Merzenich hat große Pläne für Morschenich-Alt

Die Gemeinde Merzenich hat große Pläne für Morschenich-Alt. Sie möchte die Ortslage am Bürgewald und Hambacher Forst völlig neu entwickeln. „Für diese Transformation zu einem Ort der Zukunft wird ein Masterplan nötig sein, dessen Erarbeitung noch einige Jahre braucht“, heißt es in einer Mitteilung.

In Morschenich könnten Feldlabore für ressourceneffiziente Pflanzenproduktion und alternative Landwirtschaft an einem Nachhaltigkeitsforum und Innovationszentrum Landwirtschaft entstehen. Studenten der TU Universität Darmstadt sollen erste Entwürfe im Februar 2021 präsentieren.

Familie Gerden hat prinzipiell gar nichts gegen solche Zukunftspläne, befürchtet aber, „dass die Menschen, die hier noch wohnen oder zurückwollen, gar nicht erwünscht sind“, sagt Jürgen Gerden.

Merzenichs Bürgermeister Jürgen Gelnhausen (CDU) spricht zwar davon, „ein weiterer Rückbau“ von Häusern sei nicht beabsichtigt, doch das kann die Gerdens nicht beruhigen. „Wir fordern ein Mitspracherecht, bevor hier etwas passiert.“ Zehn Mitstreiter haben sich zu einer Interessengemeinschaft zusammengeschlossen, weil sie ihre Interessen vom Ortsbeirat in Neu-Morschenich nicht vertreten fühlen.
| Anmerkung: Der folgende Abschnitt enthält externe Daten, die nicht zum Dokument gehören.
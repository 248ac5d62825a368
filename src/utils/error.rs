//! Error types for outbound Lichess calls
//!
//! The retry stack keys off [`ApiError::is_transient`] and
//! [`ApiError::is_rate_limited`], so every transport failure must land in
//! exactly one of those classes (or neither, for permanent failures).

use thiserror::Error;

/// Errors that can occur while talking to the Lichess API
#[derive(Error, Debug)]
pub enum ApiError {
    /// HTTP transport failure (connect, reset, TLS, ...)
    #[error("HTTP request failed: {0}")]
    Http(#[from] reqwest::Error),

    /// 429 Too Many Requests
    #[error("Rate limit exceeded")]
    RateLimited,

    /// 5xx response
    #[error("Server error: {0}")]
    ServerError(u16),

    /// 404 response
    #[error("Not found")]
    NotFound,

    /// Request timeout, either client side or 408
    #[error("Request timeout")]
    Timeout,

    /// Any other non-success status, not retried
    #[error("Unexpected status: {0}")]
    Status(u16),

    /// Response body could not be decoded
    #[error("Decoding error: {0}")]
    Decode(String),

    /// Invalid client configuration (bad base URL, bad token header)
    #[error("Invalid client configuration: {0}")]
    InvalidConfig(String),
}

impl ApiError {
    /// Map a non-success HTTP status onto an error variant
    pub fn from_status(status: u16) -> Self {
        match status {
            429 => Self::RateLimited,
            404 => Self::NotFound,
            408 => Self::Timeout,
            500..=599 => Self::ServerError(status),
            _ => Self::Status(status),
        }
    }

    /// Network failures, server errors and "not found" are retried with
    /// exponential backoff
    pub fn is_transient(&self) -> bool {
        matches!(
            self,
            Self::Http(_) | Self::ServerError(_) | Self::NotFound | Self::Timeout
        )
    }

    /// 429 responses are retried on their own, fixed schedule
    pub fn is_rate_limited(&self) -> bool {
        matches!(self, Self::RateLimited)
    }
}
//! Build properties handoff
//!
//! A single `.properties` file shared by the builds of a job, used to pass
//! values from one build step to a later one. Reading the file consumes it.

mod build;
mod format;
mod map;
mod store;

pub use build::BuildRecord;
pub use map::Properties;
pub use store::{PROPERTIES_FILE_NAME, PropertiesStore};
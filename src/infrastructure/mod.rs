//! Infrastructure layer
//!
//! Configuration, logging and the build console.

mod config;
mod console;
mod fs;
mod logging;

pub use config::{ArtifactConfig, Config, ENV_FAIL_BUILD, ENV_LOG_LEVEL, ENV_WRAPPER_DIR};
pub use console::{BuildLog, CapturedLog};
pub use fs::delete_directory;
pub use logging::init_logging;
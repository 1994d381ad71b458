//! # scanstage - wrapper staging and build property handoff
//!
//! Two small building blocks for CI build steps that drive an external
//! scanner:
//!
//! - **Staging**: copy the scanner's wrapper jar onto the node a build runs
//!   on, then add a copy under a fixed name so later steps never need to know
//!   the wrapper's version.
//! - **Build properties**: a one-shot `.properties` file stored beside a
//!   job's build directories, written by one step and consumed by the next.
//!
//! The CI host is kept behind [`NodeChannel`] (file operations on a node) and
//! [`BuildRecord`] (where a build is stored). Build console output goes to a
//! [`BuildLog`].
//!
//! ## Example
//!
//! ```rust
//! use scanstage::prelude::*;
//! use tempfile::TempDir;
//!
//! let jobs = TempDir::new().unwrap();
//! let build = BuildRecord::for_job(jobs.path(), "app", 42);
//! std::fs::create_dir_all(build.storage_dir()).unwrap();
//!
//! let store = PropertiesStore::default();
//! let mut console = Vec::new();
//! let properties: Properties = [("scan_name", "demo")].into_iter().collect();
//!
//! store.write(&build, &properties, &mut console).unwrap();
//! assert_eq!(store.read(&build, &mut console), Some(properties));
//! assert_eq!(store.read(&build, &mut console), None);
//! ```

#![warn(missing_docs)]
#![warn(clippy::all)]
#![warn(clippy::pedantic)]
#![cfg_attr(test, allow(clippy::unwrap_used))]

pub mod errors;
pub mod infrastructure;
pub mod node;
pub mod properties;
pub mod staging;

// Prelude module for common imports
pub mod prelude;

// Re-export commonly used types
pub use errors::{ConfigError, NodeError, PropertiesError, StageError};
pub use infrastructure::{
    ArtifactConfig, BuildLog, CapturedLog, Config, delete_directory, init_logging,
};
pub use node::{AgentNode, IncludeFilter, LocalChannel, NodeChannel};
pub use properties::{BuildRecord, PROPERTIES_FILE_NAME, Properties, PropertiesStore};
pub use staging::{
    ArtifactSelection, ArtifactStager, StableNamer, StageOptions, StagedArtifact,
};
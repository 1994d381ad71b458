//! CLI tools for scanstage
//!
//! Provides the build-step side of the tool:
//! - `stage`: Copy the scanner wrapper onto a node under a stable name
//! - `props`: Write, read or delete the build properties handoff
//! - `clean`: Remove a staged directory
//! - `completions`: Generate shell completions

pub mod completions;
pub mod props;
pub mod stage;

use anyhow::Result;
use clap::{CommandFactory, Parser, Subcommand, ValueEnum};
use scanstage::{Config, init_logging};
use std::path::PathBuf;

/// CLI arguments for scanstage
#[derive(Parser, Debug)]
#[command(name = "scanstage")]
#[command(author, version, about, long_about = None)]
struct Args {
    /// YAML configuration file
    #[arg(short, long, global = true)]
    config: Option<PathBuf>,

    /// Log level (overridden by RUST_LOG)
    #[arg(long, global = true)]
    log_level: Option<String>,

    #[command(subcommand)]
    command: Command,
}

#[derive(Subcommand, Debug)]
enum Command {
    /// Copy the scanner wrapper to a node and add a stable-name copy
    Stage {
        /// Destination directory on the node
        #[arg(short, long)]
        dest: PathBuf,
        /// Directory holding the wrapper (defaults to the configured wrapper dir)
        #[arg(short, long)]
        source: Option<PathBuf>,
        /// Node name used in logs
        #[arg(long, default_value = "built-in")]
        node: String,
        /// Fail if more than one wrapper artifact is found
        #[arg(long)]
        exactly_one: bool,
        /// Print failures to the build console
        #[arg(long)]
        fail_build: bool,
    },

    /// Build properties handoff file
    #[command(subcommand)]
    Props(PropsCommand),

    /// Delete a staged directory
    Clean {
        /// Directory to delete
        dir: PathBuf,
    },

    /// Generate shell completions
    Completions {
        /// Shell type
        #[arg(value_enum)]
        shell: ShellArg,
        /// Output file (stdout if not specified)
        #[arg(short, long)]
        output: Option<PathBuf>,
    },
}

#[derive(Subcommand, Debug)]
enum PropsCommand {
    /// Write properties, replacing any existing file
    Write {
        /// Storage directory of the build
        #[arg(long)]
        build_dir: PathBuf,
        /// Entries as KEY=VALUE
        #[arg(required = true, value_parser = props::parse_entry)]
        entries: Vec<(String, String)>,
    },
    /// Print and consume the properties
    Read {
        /// Storage directory of the build
        #[arg(long)]
        build_dir: PathBuf,
        /// Output format
        #[arg(short, long, value_enum)]
        format: Option<ReadFormatArg>,
    },
    /// Delete the properties file
    Delete {
        /// Storage directory of the build
        #[arg(long)]
        build_dir: PathBuf,
    },
}

#[derive(Copy, Clone, Debug, PartialEq, Eq, ValueEnum)]
enum ReadFormatArg {
    Text,
    Json,
}

#[derive(Copy, Clone, Debug, PartialEq, Eq, ValueEnum)]
enum ShellArg {
    Bash,
    Zsh,
    Fish,
    PowerShell,
}

/// Build the CLI command for completion generation
pub fn build_cli() -> clap::Command {
    Args::command()
}

/// Parse and execute CLI arguments
pub fn run() -> Result<()> {
    let args = Args::parse();

    let config = Config::resolve(args.config.as_deref())?;
    init_logging(args.log_level.as_deref().unwrap_or(&config.log_level));

    match args.command {
        Command::Stage {
            dest,
            source,
            node,
            exactly_one,
            fail_build,
        } => {
            let request = stage::StageRequest {
                source,
                dest,
                node,
                exactly_one,
                fail_build,
            };
            let staged = stage::stage_wrapper(&config, request)?;
            println!("{}", staged.stable.display());
        }
        Command::Props(PropsCommand::Write { build_dir, entries }) => {
            props::write(&config, &build_dir, entries)?;
        }
        Command::Props(PropsCommand::Read { build_dir, format }) => {
            let format = match format {
                Some(ReadFormatArg::Json) => props::ReadFormat::Json,
                Some(ReadFormatArg::Text) | None => props::ReadFormat::Text,
            };
            props::read(&config, &build_dir, format, &mut std::io::stdout())?;
        }
        Command::Props(PropsCommand::Delete { build_dir }) => {
            props::delete(&config, &build_dir)?;
        }
        Command::Clean { dir } => {
            if stage::clean(&dir)? {
                println!("Removed {}", dir.display());
            } else {
                println!("Nothing to remove at {}", dir.display());
            }
        }
        Command::Completions { shell, output } => {
            use clap_complete::Shell;

            let shell_enum = match shell {
                ShellArg::Bash => Shell::Bash,
                ShellArg::Zsh => Shell::Zsh,
                ShellArg::Fish => Shell::Fish,
                ShellArg::PowerShell => Shell::PowerShell,
            };

            let completions = completions::generate_completions(shell_enum)?;

            if let Some(output_path) = output {
                completions::save_completions(&completions, &output_path)?;
            } else {
                println!("{}", completions);
            }
        }
    }

    Ok(())
}
//! Ant-style inclusion filters over relative paths

use crate::errors::NodeError;
use glob::{MatchOptions, Pattern};
use std::fmt;
use std::path::Path;

const MATCH_OPTIONS: MatchOptions = MatchOptions {
    case_sensitive: true,
    require_literal_separator: true,
    require_literal_leading_dot: false,
};

/// Glob filter applied to paths relative to a copy or listing root
///
/// A leading `**/` also matches files directly under the root, as it does
/// for Ant includes.
///
/// # Example
///
/// ```rust
/// use scanstage::IncludeFilter;
/// use std::path::Path;
///
/// let filter = IncludeFilter::new("**/VeracodeJavaAPI*.jar").unwrap();
/// assert!(filter.matches(Path::new("VeracodeJavaAPI-1.2.3.jar")));
/// assert!(filter.matches(Path::new("lib/VeracodeJavaAPI-1.2.3.jar")));
/// assert!(!filter.matches(Path::new("lib/other.jar")));
/// ```
#[derive(Debug, Clone)]
pub struct IncludeFilter {
    raw: String,
    patterns: Vec<Pattern>,
}

impl IncludeFilter {
    /// Compiles an include pattern
    ///
    /// # Errors
    ///
    /// Returns [`NodeError::InvalidPattern`] if the pattern is not a valid glob.
    pub fn new(pattern: &str) -> Result<Self, NodeError> {
        let compile = |p: &str| {
            Pattern::new(p).map_err(|e| NodeError::InvalidPattern {
                pattern: pattern.to_string(),
                reason: e.msg.to_string(),
            })
        };

        let mut patterns = vec![compile(pattern)?];
        if let Some(rest) = pattern.strip_prefix("**/") {
            patterns.push(compile(rest)?);
        }

        Ok(Self {
            raw: pattern.to_string(),
            patterns,
        })
    }

    /// Returns true if `relative` is selected by this filter
    #[must_use]
    pub fn matches(&self, relative: &Path) -> bool {
        self.patterns
            .iter()
            .any(|p| p.matches_path_with(relative, MATCH_OPTIONS))
    }
}

impl fmt::Display for IncludeFilter {
    fn fmt(&self, f: &mut fmt::Formatter<'_>) -> fmt::Result {
        f.write_str(&self.raw)
    }
}
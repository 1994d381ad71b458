//! scanstage - CLI for staging a scanner wrapper and handing build properties
//! between build steps
//!
//! ## Commands
//!
//! - `scanstage stage` - Copy the wrapper to a node under a stable name
//! - `scanstage props write|read|delete` - Manage the job's handoff file
//! - `scanstage clean` - Remove a staged directory
//! - `scanstage completions` - Generate shell completions
//!
//! ## Quick Start
//!
//! ```bash
//! # Stage the wrapper into an agent workspace
//! scanstage stage --source /opt/veracode --dest /agent/ws/.veracode
//!
//! # Hand values to a later step of the same job
//! scanstage props write --build-dir "$JENKINS_HOME/jobs/app/builds/42" scan_name=demo
//! scanstage props read --build-dir "$JENKINS_HOME/jobs/app/builds/42" --format json
//! ```

use std::process::ExitCode;

mod cli;

fn main() -> ExitCode {
    match cli::run() {
        Ok(()) => ExitCode::SUCCESS,
        Err(e) => {
            eprintln!("Error: {}", e);
            if std::env::var("SCANSTAGE_VERBOSE").is_ok() {
                eprintln!("{:?}", e);
            }
            ExitCode::FAILURE
        }
    }
}
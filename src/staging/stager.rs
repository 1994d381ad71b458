use super::artifact::{ArtifactSelection, DEFAULT_INCLUDE_PATTERN, StableNamer};
use crate::errors::{ConfigError, StageError};
use crate::infrastructure::{BuildLog, Config};
use crate::node::{AgentNode, IncludeFilter, NodeChannel};
use once_cell::sync::Lazy;
use std::path::{Path, PathBuf};

static DEFAULT_FILTER: Lazy<IncludeFilter> = Lazy::new(|| {
    IncludeFilter::new(DEFAULT_INCLUDE_PATTERN).expect("default include pattern is valid")
});

/// Console line printed when staging fails and the build should fail too
pub const STAGE_FAILURE_MESSAGE: &str = "Failed to copy the jarfiles\n";

/// Options for staging the wrapper jar
#[derive(Debug, Clone)]
pub struct StageOptions {
    /// Files to copy and to consider as artifacts
    pub filter: IncludeFilter,

    /// Stable name derivation
    pub namer: StableNamer,

    /// Choice among several candidates
    pub selection: ArtifactSelection,

    /// Report failures on the build console
    pub fail_build_on_error: bool,
}

impl StageOptions {
    /// Builds staging options from the artifact section of `config`
    ///
    /// # Errors
    ///
    /// Returns [`ConfigError::InvalidPattern`] if either pattern is invalid.
    pub fn from_config(config: &Config) -> Result<Self, ConfigError> {
        let artifact = &config.artifact;
        let filter =
            IncludeFilter::new(&artifact.include_pattern).map_err(|e| ConfigError::InvalidPattern {
                field: "artifact.include_pattern",
                reason: e.to_string(),
            })?;
        let namer = StableNamer::new(&artifact.name_pattern, artifact.stable_name.clone())?;

        Ok(Self {
            filter,
            namer,
            selection: artifact.selection,
            fail_build_on_error: config.fail_build_on_error,
        })
    }
}

impl Default for StageOptions {
    fn default() -> Self {
        Self {
            filter: DEFAULT_FILTER.clone(),
            namer: StableNamer::default(),
            selection: ArtifactSelection::default(),
            fail_build_on_error: false,
        }
    }
}

/// Result of a successful staging
#[derive(Debug, Clone, PartialEq, Eq)]
pub struct StagedArtifact {
    /// The versioned artifact as copied onto the node
    pub artifact: PathBuf,

    /// The stable-name copy next to it
    pub stable: PathBuf,

    /// Number of files copied from the source tree
    pub copied: usize,
}

/// Stages the scanner wrapper jar onto build nodes
///
/// # Example
///
/// ```rust
/// use scanstage::{AgentNode, ArtifactStager};
/// use tempfile::TempDir;
///
/// let source = TempDir::new().unwrap();
/// let dest = TempDir::new().unwrap();
/// std::fs::write(source.path().join("VeracodeJavaAPI-1.2.3.jar"), b"jar").unwrap();
///
/// let mut console = Vec::new();
/// let staged = ArtifactStager::default()
///     .stage(source.path(), dest.path(), &AgentNode::local(), &mut console)
///     .unwrap();
///
/// assert!(staged.stable.ends_with("VeracodeJavaAPI.jar"));
/// ```
#[derive(Debug, Clone, Default)]
pub struct ArtifactStager {
    options: StageOptions,
}

impl ArtifactStager {
    /// Creates a stager with the given options
    #[must_use]
    pub fn new(options: StageOptions) -> Self {
        Self { options }
    }

    /// Copies the wrapper from `source` into `dest` on `node` and adds a copy
    /// under the stable name
    ///
    /// Both the versioned artifact and the stable copy are left in `dest`.
    /// On failure the console gets [`STAGE_FAILURE_MESSAGE`] if the options
    /// ask for build failures to be reported.
    ///
    /// # Errors
    ///
    /// Returns [`StageError`] describing the first step that failed.
    pub fn stage(
        &self,
        source: &Path,
        dest: &Path,
        node: &AgentNode,
        log: &mut dyn BuildLog,
    ) -> Result<StagedArtifact, StageError> {
        let result = node
            .channel()
            .ok_or_else(|| StageError::NodeOffline {
                node: node.name.clone(),
            })
            .and_then(|channel| self.stage_on(channel, source, dest));

        match &result {
            Ok(staged) => tracing::info!(
                node = %node,
                artifact = %staged.artifact.display(),
                stable = %staged.stable.display(),
                "Staged wrapper"
            ),
            Err(e) => {
                tracing::error!(node = %node, dest = %dest.display(), error = %e, "Staging failed");
                if self.options.fail_build_on_error {
                    log.println(STAGE_FAILURE_MESSAGE);
                }
            }
        }
        result
    }

    fn stage_on(
        &self,
        channel: &dyn NodeChannel,
        source: &Path,
        dest: &Path,
    ) -> Result<StagedArtifact, StageError> {
        let filter = &self.options.filter;
        let copied = channel.copy_tree(source, dest, filter)?;
        tracing::debug!(copied, source = %source.display(), dest = %dest.display(), "Copied wrapper tree");

        let artifact = self.select(channel.list_matching(dest, filter)?, dest)?;

        let namer = &self.options.namer;
        let stable = namer
            .stable_path(&artifact)
            .ok_or_else(|| StageError::UnmatchedArtifactName {
                name: artifact
                    .file_name()
                    .map(|n| n.to_string_lossy().into_owned())
                    .unwrap_or_default(),
                pattern: namer.pattern().to_string(),
            })?;

        if stable != artifact {
            channel.copy_with_permissions(&artifact, &stable)?;
        }

        Ok(StagedArtifact {
            artifact,
            stable,
            copied,
        })
    }

    /// Picks the artifact among listed files, ignoring stable-name copies
    /// left by an earlier staging unless nothing else matched
    fn select(&self, listed: Vec<PathBuf>, dest: &Path) -> Result<PathBuf, StageError> {
        let (stable, mut candidates): (Vec<PathBuf>, Vec<PathBuf>) = listed
            .into_iter()
            .partition(|p| self.options.namer.is_stable(p));
        if candidates.is_empty() {
            candidates = stable;
        }

        match (candidates.len(), self.options.selection) {
            (0, _) => Err(StageError::NoArtifact {
                dir: dest.to_path_buf(),
                pattern: self.options.filter.to_string(),
            }),
            (1, _) => Ok(candidates.swap_remove(0)),
            (count, ArtifactSelection::ExactlyOne) => Err(StageError::AmbiguousArtifact {
                dir: dest.to_path_buf(),
                count,
            }),
            (count, ArtifactSelection::FirstListed) => {
                tracing::warn!(
                    count,
                    chosen = %candidates[0].display(),
                    "Several wrapper artifacts found, using the first"
                );
                Ok(candidates.swap_remove(0))
            }
        }
    }
}

#[cfg(test)]
mod tests {
    use super::*;
    use crate::errors::NodeError;
    use crate::infrastructure::CapturedLog;
    use crate::node::LocalChannel;
    use std::fs;
    use std::sync::{Arc, Mutex};
    use tempfile::TempDir;

    fn source_with(files: &[(&str, &[u8])]) -> TempDir {
        let dir = TempDir::new().unwrap();
        for (name, content) in files {
            let path = dir.path().join(name);
            fs::create_dir_all(path.parent().unwrap()).unwrap();
            fs::write(path, content).unwrap();
        }
        dir
    }

    #[test]
    fn test_stage_creates_stable_copy() {
        let source = source_with(&[("VeracodeJavaAPI-1.2.3.jar", b"wrapper-bytes")]);
        let dest = TempDir::new().unwrap();
        let mut log = CapturedLog::new();

        let staged = ArtifactStager::default()
            .stage(source.path(), dest.path(), &AgentNode::local(), &mut log)
            .unwrap();

        assert_eq!(staged.copied, 1);
        assert_eq!(staged.artifact, dest.path().join("VeracodeJavaAPI-1.2.3.jar"));
        assert_eq!(staged.stable, dest.path().join("VeracodeJavaAPI.jar"));
        assert_eq!(fs::read(&staged.artifact).unwrap(), b"wrapper-bytes");
        assert_eq!(fs::read(&staged.stable).unwrap(), b"wrapper-bytes");
        assert!(log.lines().is_empty());
    }

    #[test]
    fn test_stage_nested_artifact_keeps_directory() {
        let source = source_with(&[("lib/VeracodeJavaAPI-2.0.jar", b"nested")]);
        let dest = TempDir::new().unwrap();

        let staged = ArtifactStager::default()
            .stage(source.path(), dest.path(), &AgentNode::local(), &mut CapturedLog::new())
            .unwrap();

        assert_eq!(staged.stable, dest.path().join("lib/VeracodeJavaAPI.jar"));
    }

    #[test]
    fn test_restaging_ignores_previous_stable_copy() {
        let source = source_with(&[("VeracodeJavaAPI-1.2.3.jar", b"v1")]);
        let dest = TempDir::new().unwrap();
        let stager = ArtifactStager::default();
        let node = AgentNode::local();

        stager
            .stage(source.path(), dest.path(), &node, &mut CapturedLog::new())
            .unwrap();
        let again = stager
            .stage(source.path(), dest.path(), &node, &mut CapturedLog::new())
            .unwrap();

        assert_eq!(again.artifact, dest.path().join("VeracodeJavaAPI-1.2.3.jar"));
    }

    #[test]
    fn test_stable_named_wrapper_is_its_own_stable_copy() {
        let source = source_with(&[("VeracodeJavaAPI.jar", b"unversioned")]);
        let dest = TempDir::new().unwrap();
        let channel = Arc::new(RecordingChannel::default());
        let node = AgentNode::new("remote-1", channel.clone());

        let staged = ArtifactStager::default()
            .stage(source.path(), dest.path(), &node, &mut CapturedLog::new())
            .unwrap();

        assert_eq!(staged.artifact, dest.path().join("VeracodeJavaAPI.jar"));
        assert_eq!(staged.stable, staged.artifact);
        assert_eq!(fs::read(&staged.stable).unwrap(), b"unversioned");
        assert_eq!(*channel.calls.lock().unwrap(), ["copy_tree", "list_matching"]);
    }

    #[test]
    fn test_offline_node_reports_when_failing_builds() {
        let source = source_with(&[("VeracodeJavaAPI-1.2.3.jar", b"x")]);
        let dest = TempDir::new().unwrap();
        let stager = ArtifactStager::new(StageOptions {
            fail_build_on_error: true,
            ..StageOptions::default()
        });
        let mut log = CapturedLog::new();

        let err = stager
            .stage(source.path(), dest.path(), &AgentNode::offline("agent-3"), &mut log)
            .unwrap_err();

        assert!(matches!(err, StageError::NodeOffline { ref node } if node == "agent-3"));
        assert!(log.contains("Failed to copy the jarfiles"));
        assert!(!dest.path().join("VeracodeJavaAPI.jar").exists());
    }

    #[test]
    fn test_failure_is_silent_without_flag() {
        let source = TempDir::new().unwrap();
        let dest = TempDir::new().unwrap();
        let mut log = CapturedLog::new();

        let err = ArtifactStager::default()
            .stage(source.path(), dest.path(), &AgentNode::local(), &mut log)
            .unwrap_err();

        assert!(matches!(err, StageError::NoArtifact { .. }));
        assert!(log.lines().is_empty());
    }

    #[test]
    fn test_first_listed_wins_by_default() {
        let source = source_with(&[
            ("VeracodeJavaAPI-1.0.jar", b"old"),
            ("VeracodeJavaAPI-2.0.jar", b"new"),
        ]);
        let dest = TempDir::new().unwrap();

        let staged = ArtifactStager::default()
            .stage(source.path(), dest.path(), &AgentNode::local(), &mut CapturedLog::new())
            .unwrap();

        assert_eq!(fs::read(staged.stable).unwrap(), b"old");
    }

    #[test]
    fn test_exactly_one_rejects_ambiguity() {
        let source = source_with(&[
            ("VeracodeJavaAPI-1.0.jar", b"old"),
            ("VeracodeJavaAPI-2.0.jar", b"new"),
        ]);
        let dest = TempDir::new().unwrap();
        let stager = ArtifactStager::new(StageOptions {
            selection: ArtifactSelection::ExactlyOne,
            ..StageOptions::default()
        });

        let err = stager
            .stage(source.path(), dest.path(), &AgentNode::local(), &mut CapturedLog::new())
            .unwrap_err();

        assert!(matches!(err, StageError::AmbiguousArtifact { count: 2, .. }));
        assert!(!dest.path().join("VeracodeJavaAPI.jar").exists());
    }

    #[test]
    fn test_name_outside_pattern_is_reported() {
        let source = source_with(&[("VeracodeJavaAPI-1.0.jar", b"x")]);
        let dest = TempDir::new().unwrap();
        let stager = ArtifactStager::new(StageOptions {
            namer: StableNamer::new(r"^(Wrapper.*)(\.jar)$", "Wrapper").unwrap(),
            ..StageOptions::default()
        });

        let err = stager
            .stage(source.path(), dest.path(), &AgentNode::local(), &mut CapturedLog::new())
            .unwrap_err();

        assert!(matches!(err, StageError::UnmatchedArtifactName { .. }));
    }

    /// Local channel that records the order of calls it receives
    #[derive(Debug, Default)]
    struct RecordingChannel {
        inner: LocalChannel,
        calls: Mutex<Vec<&'static str>>,
    }

    impl NodeChannel for RecordingChannel {
        fn copy_tree(
            &self,
            source: &Path,
            dest: &Path,
            filter: &IncludeFilter,
        ) -> Result<usize, NodeError> {
            self.calls.lock().unwrap().push("copy_tree");
            self.inner.copy_tree(source, dest, filter)
        }

        fn list_matching(
            &self,
            dir: &Path,
            filter: &IncludeFilter,
        ) -> Result<Vec<PathBuf>, NodeError> {
            self.calls.lock().unwrap().push("list_matching");
            self.inner.list_matching(dir, filter)
        }

        fn copy_with_permissions(&self, from: &Path, to: &Path) -> Result<(), NodeError> {
            self.calls.lock().unwrap().push("copy_with_permissions");
            self.inner.copy_with_permissions(from, to)
        }

        fn resolve(&self, path: &Path) -> Result<PathBuf, NodeError> {
            self.inner.resolve(path)
        }
    }

    #[test]
    fn test_stage_goes_through_node_channel() {
        let source = source_with(&[("VeracodeJavaAPI-9.jar", b"x")]);
        let dest = TempDir::new().unwrap();
        let channel = Arc::new(RecordingChannel::default());
        let node = AgentNode::new("remote-1", channel.clone());

        ArtifactStager::default()
            .stage(source.path(), dest.path(), &node, &mut CapturedLog::new())
            .unwrap();

        assert_eq!(
            *channel.calls.lock().unwrap(),
            ["copy_tree", "list_matching", "copy_with_permissions"]
        );
    }
}
//! Logging configuration
//!
//! Initializes tracing for the application. Events go to stderr so stdout
//! stays free for command output.

/// Initializes logging with the specified level
///
/// `RUST_LOG` takes precedence over `level` when set. Calling this more than
/// once keeps the first subscriber.
pub fn init_logging(level: &str) {
    use tracing_subscriber::{EnvFilter, fmt};

    let filter = EnvFilter::try_from_default_env().unwrap_or_else(|_| EnvFilter::new(level));

    let _ = fmt()
        .with_env_filter(filter)
        .with_writer(std::io::stderr)
        .with_target(false)
        .with_line_number(true)
        .try_init();
}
Warum fragt man nicht zuerst alle Morschenicher, was sie wollen?

„Warum fängt man hinten an? Warum fragt man nicht zuerst alle Morschenicher, was sie wollen? Diejenigen, die hier noch leben, aber auch diejenigen, die schon umgesiedelt sind. Jetzt plant man, stülpt uns etwas über und fragt uns anschließend, ob uns das auch zusagt. Das ist der falsche Weg“, sagt Gerden.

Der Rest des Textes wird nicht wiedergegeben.